- TASK REQUIREMENTS: Repeat the listing below line for line, exactly as shown.

- SOURCE MATERIAL:
════

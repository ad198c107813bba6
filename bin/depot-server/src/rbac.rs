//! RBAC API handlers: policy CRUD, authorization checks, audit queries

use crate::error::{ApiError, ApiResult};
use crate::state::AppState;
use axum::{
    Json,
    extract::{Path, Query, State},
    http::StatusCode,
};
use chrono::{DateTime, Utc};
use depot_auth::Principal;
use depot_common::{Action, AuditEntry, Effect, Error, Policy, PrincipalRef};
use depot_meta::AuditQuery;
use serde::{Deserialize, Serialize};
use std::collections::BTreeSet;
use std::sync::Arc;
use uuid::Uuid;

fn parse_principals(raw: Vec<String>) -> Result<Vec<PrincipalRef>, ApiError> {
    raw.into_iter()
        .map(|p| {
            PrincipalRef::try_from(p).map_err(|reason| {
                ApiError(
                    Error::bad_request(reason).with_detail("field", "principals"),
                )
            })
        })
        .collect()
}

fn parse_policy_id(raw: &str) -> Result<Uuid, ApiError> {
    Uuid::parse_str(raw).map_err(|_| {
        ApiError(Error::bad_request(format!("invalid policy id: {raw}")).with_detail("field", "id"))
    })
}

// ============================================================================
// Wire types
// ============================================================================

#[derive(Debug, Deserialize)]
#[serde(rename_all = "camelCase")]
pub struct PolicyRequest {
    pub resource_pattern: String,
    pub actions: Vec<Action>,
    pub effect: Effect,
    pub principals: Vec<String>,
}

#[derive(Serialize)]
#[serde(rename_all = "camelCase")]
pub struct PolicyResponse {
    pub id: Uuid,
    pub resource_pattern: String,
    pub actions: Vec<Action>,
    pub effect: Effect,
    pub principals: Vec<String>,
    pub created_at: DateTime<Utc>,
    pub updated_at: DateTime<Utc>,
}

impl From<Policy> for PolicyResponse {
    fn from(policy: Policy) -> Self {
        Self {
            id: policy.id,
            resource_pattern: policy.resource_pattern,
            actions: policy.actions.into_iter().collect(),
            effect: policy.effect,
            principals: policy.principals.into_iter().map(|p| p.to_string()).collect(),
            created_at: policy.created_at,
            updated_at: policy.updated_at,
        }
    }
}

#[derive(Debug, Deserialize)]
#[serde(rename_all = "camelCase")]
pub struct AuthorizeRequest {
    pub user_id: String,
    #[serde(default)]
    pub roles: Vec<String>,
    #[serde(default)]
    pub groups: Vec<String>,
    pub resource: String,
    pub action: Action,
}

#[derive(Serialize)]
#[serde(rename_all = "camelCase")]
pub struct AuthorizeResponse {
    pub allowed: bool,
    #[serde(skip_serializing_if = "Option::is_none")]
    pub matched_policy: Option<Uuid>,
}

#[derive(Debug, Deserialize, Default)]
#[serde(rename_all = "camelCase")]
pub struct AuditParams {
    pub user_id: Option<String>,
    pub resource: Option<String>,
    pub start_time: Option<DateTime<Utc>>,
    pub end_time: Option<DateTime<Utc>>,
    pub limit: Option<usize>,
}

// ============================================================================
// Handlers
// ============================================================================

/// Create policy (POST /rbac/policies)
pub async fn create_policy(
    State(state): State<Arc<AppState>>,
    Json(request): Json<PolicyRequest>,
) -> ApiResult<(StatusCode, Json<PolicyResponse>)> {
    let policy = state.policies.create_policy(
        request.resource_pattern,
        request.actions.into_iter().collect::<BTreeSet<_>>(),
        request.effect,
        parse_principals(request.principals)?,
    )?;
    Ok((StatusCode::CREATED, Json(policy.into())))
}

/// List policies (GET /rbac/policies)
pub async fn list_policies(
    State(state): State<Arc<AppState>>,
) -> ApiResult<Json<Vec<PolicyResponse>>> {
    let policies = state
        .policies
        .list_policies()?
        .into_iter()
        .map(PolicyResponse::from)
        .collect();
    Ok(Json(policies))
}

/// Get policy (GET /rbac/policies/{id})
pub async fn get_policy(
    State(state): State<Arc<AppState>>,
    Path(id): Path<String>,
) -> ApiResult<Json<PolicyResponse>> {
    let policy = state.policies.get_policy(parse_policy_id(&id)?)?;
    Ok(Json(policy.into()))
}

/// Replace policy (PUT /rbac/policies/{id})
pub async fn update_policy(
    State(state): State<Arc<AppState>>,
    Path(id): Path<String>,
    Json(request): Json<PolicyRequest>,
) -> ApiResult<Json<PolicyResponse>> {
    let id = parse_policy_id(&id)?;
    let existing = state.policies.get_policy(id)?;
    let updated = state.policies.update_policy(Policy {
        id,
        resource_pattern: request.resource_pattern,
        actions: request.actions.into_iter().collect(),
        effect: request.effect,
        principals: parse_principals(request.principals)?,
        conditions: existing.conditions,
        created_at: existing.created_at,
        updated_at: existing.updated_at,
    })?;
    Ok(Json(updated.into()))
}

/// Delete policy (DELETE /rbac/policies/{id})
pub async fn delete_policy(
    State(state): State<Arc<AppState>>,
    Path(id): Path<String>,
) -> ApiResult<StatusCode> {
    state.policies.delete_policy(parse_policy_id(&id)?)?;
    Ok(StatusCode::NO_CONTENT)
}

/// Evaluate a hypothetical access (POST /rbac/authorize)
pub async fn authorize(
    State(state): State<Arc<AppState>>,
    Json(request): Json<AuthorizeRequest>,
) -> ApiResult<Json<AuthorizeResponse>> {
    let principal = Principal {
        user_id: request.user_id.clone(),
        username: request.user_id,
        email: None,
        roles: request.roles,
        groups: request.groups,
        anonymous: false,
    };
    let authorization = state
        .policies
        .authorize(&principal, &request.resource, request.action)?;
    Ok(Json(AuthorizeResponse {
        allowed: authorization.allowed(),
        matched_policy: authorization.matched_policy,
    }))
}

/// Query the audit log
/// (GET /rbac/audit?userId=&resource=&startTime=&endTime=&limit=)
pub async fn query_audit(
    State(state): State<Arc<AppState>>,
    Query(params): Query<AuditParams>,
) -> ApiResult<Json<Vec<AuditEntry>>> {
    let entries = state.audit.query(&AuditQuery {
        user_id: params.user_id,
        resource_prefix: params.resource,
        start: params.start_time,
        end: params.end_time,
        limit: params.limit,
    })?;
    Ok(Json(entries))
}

════

- TASK RESULT:
repository ad198c107813bba6
filename bin/depot-server/src/rbac.rs
//! RBAC API handlers: policy CRUD, authorization checks, audit queries

use crate::error::{ApiError, ApiResult};
use crate::state::AppState;
use axum::{
    Json,
    extract::{Path, Query, State},
    http::StatusCode,
};
use chrono::{DateTime, Utc};
use depot_auth::Principal;
use depot_common::{Action, AuditEntry, Effect, Error, Policy, PrincipalRef};
use depot_meta::AuditQuery;
use serde::{Deserialize, Serialize};
use std::collections::BTreeSet;
use std::sync::Arc;
use uuid::Uuid;

fn parse_principals(raw: Vec<String>) -> Result<Vec<PrincipalRef>, ApiError> {
    raw.into_iter()
        .map(|p| {
            PrincipalRef::try_from(p).map_err(|reason| {
                ApiError(
                    Error::bad_request(reason).with_detail("field", "principals"),
                )
            })
        })
        .collect()
}

fn parse_policy_id(raw: &str) -> Result<Uuid, ApiError> {
    Uuid::parse_str(raw).map_err(|_| {
        ApiError(Error::bad_request(format!("invalid policy id: {raw}")).with_detail("field", "id"))
    })
}

// ============================================================================
// Wire types
// ============================================================================

#[derive(Debug, Deserialize)]
#[serde(rename_all = "camelCase")]
pub struct PolicyRequest {
    pub resource_pattern: String,
    pub actions: Vec<Action>,
    pub effect: Effect,
    pub principals: Vec<String>,
}

#[derive(Serialize)]
#[serde(rename_all = "camelCase")]
pub struct PolicyResponse {
    pub id: Uuid,
    pub resource_pattern: String,
    pub actions: Vec<Action>,
    pub effect: Effect,
    pub principals: Vec<String>,
    pub created_at: DateTime<Utc>,
    pub updated_at: DateTime<Utc>,
}

impl From<Policy> for PolicyResponse {
    fn from(policy: Policy) -> Self {
        Self {
            id: policy.id,
            resource_pattern: policy.resource_pattern,
            actions: policy.actions.into_iter().collect(),
            effect: policy.effect,
            principals: policy.principals.into_iter().map(|p| p.to_string()).collect(),
            created_at: policy.created_at,
            updated_at: policy.updated_at,
        }
    }
}

#[derive(Debug, Deserialize)]
#[serde(rename_all = "camelCase")]
pub struct AuthorizeRequest {
    pub user_id: String,
    #[serde(default)]
    pub roles: Vec<String>,
    #[serde(default)]
    pub groups: Vec<String>,
    pub resource: String,
    pub action: Action,
}

#[derive(Serialize)]
#[serde(rename_all = "camelCase")]
pub struct AuthorizeResponse {
    pub allowed: bool,
    #[serde(skip_serializing_if = "Option::is_none")]
    pub matched_policy: Option<Uuid>,
}

#[derive(Debug, Deserialize, Default)]
#[serde(rename_all = "camelCase")]
pub struct AuditParams {
    pub user_id: Option<String>,
    pub resource: Option<String>,
    pub start_time: Option<DateTime<Utc>>,
    pub end_time: Option<DateTime<Utc>>,
    pub limit: Option<usize>,
}

// ============================================================================
// Handlers
// ============================================================================

/// Create policy (POST /rbac/policies)
pub async fn create_policy(
    State(state): State<Arc<AppState>>,
    Json(request): Json<PolicyRequest>,
) -> ApiResult<(StatusCode, Json<PolicyResponse>)> {
    let policy = state.policies.create_policy(
        request.resource_pattern,
        request.actions.into_iter().collect::<BTreeSet<_>>(),
        request.effect,
        parse_principals(request.principals)?,
    )?;
    Ok((StatusCode::CREATED, Json(policy.into())))
}

/// List policies (GET /rbac/policies)
pub async fn list_policies(
    State(state): State<Arc<AppState>>,
) -> ApiResult<Json<Vec<PolicyResponse>>> {
    let policies = state
        .policies
        .list_policies()?
        .into_iter()
        .map(PolicyResponse::from)
        .collect();
    Ok(Json(policies))
}

/// Get policy (GET /rbac/policies/{id})
pub async fn get_policy(
    State(state): State<Arc<AppState>>,
    Path(id): Path<String>,
) -> ApiResult<Json<PolicyResponse>> {
    let policy = state.policies.get_policy(parse_policy_id(&id)?)?;
    Ok(Json(policy.into()))
}

/// Replace policy (PUT /rbac/policies/{id})
pub async fn update_policy(
    State(state): State<Arc<AppState>>,
    Path(id): Path<String>,
    Json(request): Json<PolicyRequest>,
) -> ApiResult<Json<PolicyResponse>> {
    let id = parse_policy_id(&id)?;
    let existing = state.policies.get_policy(id)?;
    let updated = state.policies.update_policy(Policy {
        id,
        resource_pattern: request.resource_pattern,
        actions: request.actions.into_iter().collect(),
        effect: request.effect,
        principals: parse_principals(request.principals)?,
        conditions: existing.conditions,
        created_at: existing.created_at,
        updated_at: existing.updated_at,
    })?;
    Ok(Json(updated.into()))
}

/// Delete policy (DELETE /rbac/policies/{id})
pub async fn delete_policy(
    State(state): State<Arc<AppState>>,
    Path(id): Path<String>,
) -> ApiResult<StatusCode> {
    state.policies.delete_policy(parse_policy_id(&id)?)?;
    Ok(StatusCode::NO_CONTENT)
}

/// Evaluate a hypothetical access (POST /rbac/authorize)
pub async fn authorize(
    State(state): State<Arc<AppState>>,
    Json(request): Json<AuthorizeRequest>,
) -> ApiResult<Json<AuthorizeResponse>> {
    let principal = Principal {
        user_id: request.user_id.clone(),
        username: request.user_id,
        email: None,
        roles: request.roles,
        groups: request.groups,
        anonymous: false,
    };
    let authorization = state
        .policies
        .authorize(&principal, &request.resource, request.action)?;
    Ok(Json(AuthorizeResponse {
        allowed: authorization.allowed(),
        matched_policy: authorization.matched_policy,
    }))
}

/// Query the audit log
/// (GET /rbac/audit?userId=&resource=&startTime=&endTime=&limit=)
pub async fn query_audit(
    State(state): State<Arc<AppState>>,
    Query(params): Query<AuditParams>,
) -> ApiResult<Json<Vec<AuditEntry>>> {
    let entries = state.audit.query(&AuditQuery {
        user_id: params.user_id,
        resource_prefix: params.resource,
        start: params.start_time,
        end: params.end_time,
        limit: params.limit,
    })?;
    Ok(Json(entries))
}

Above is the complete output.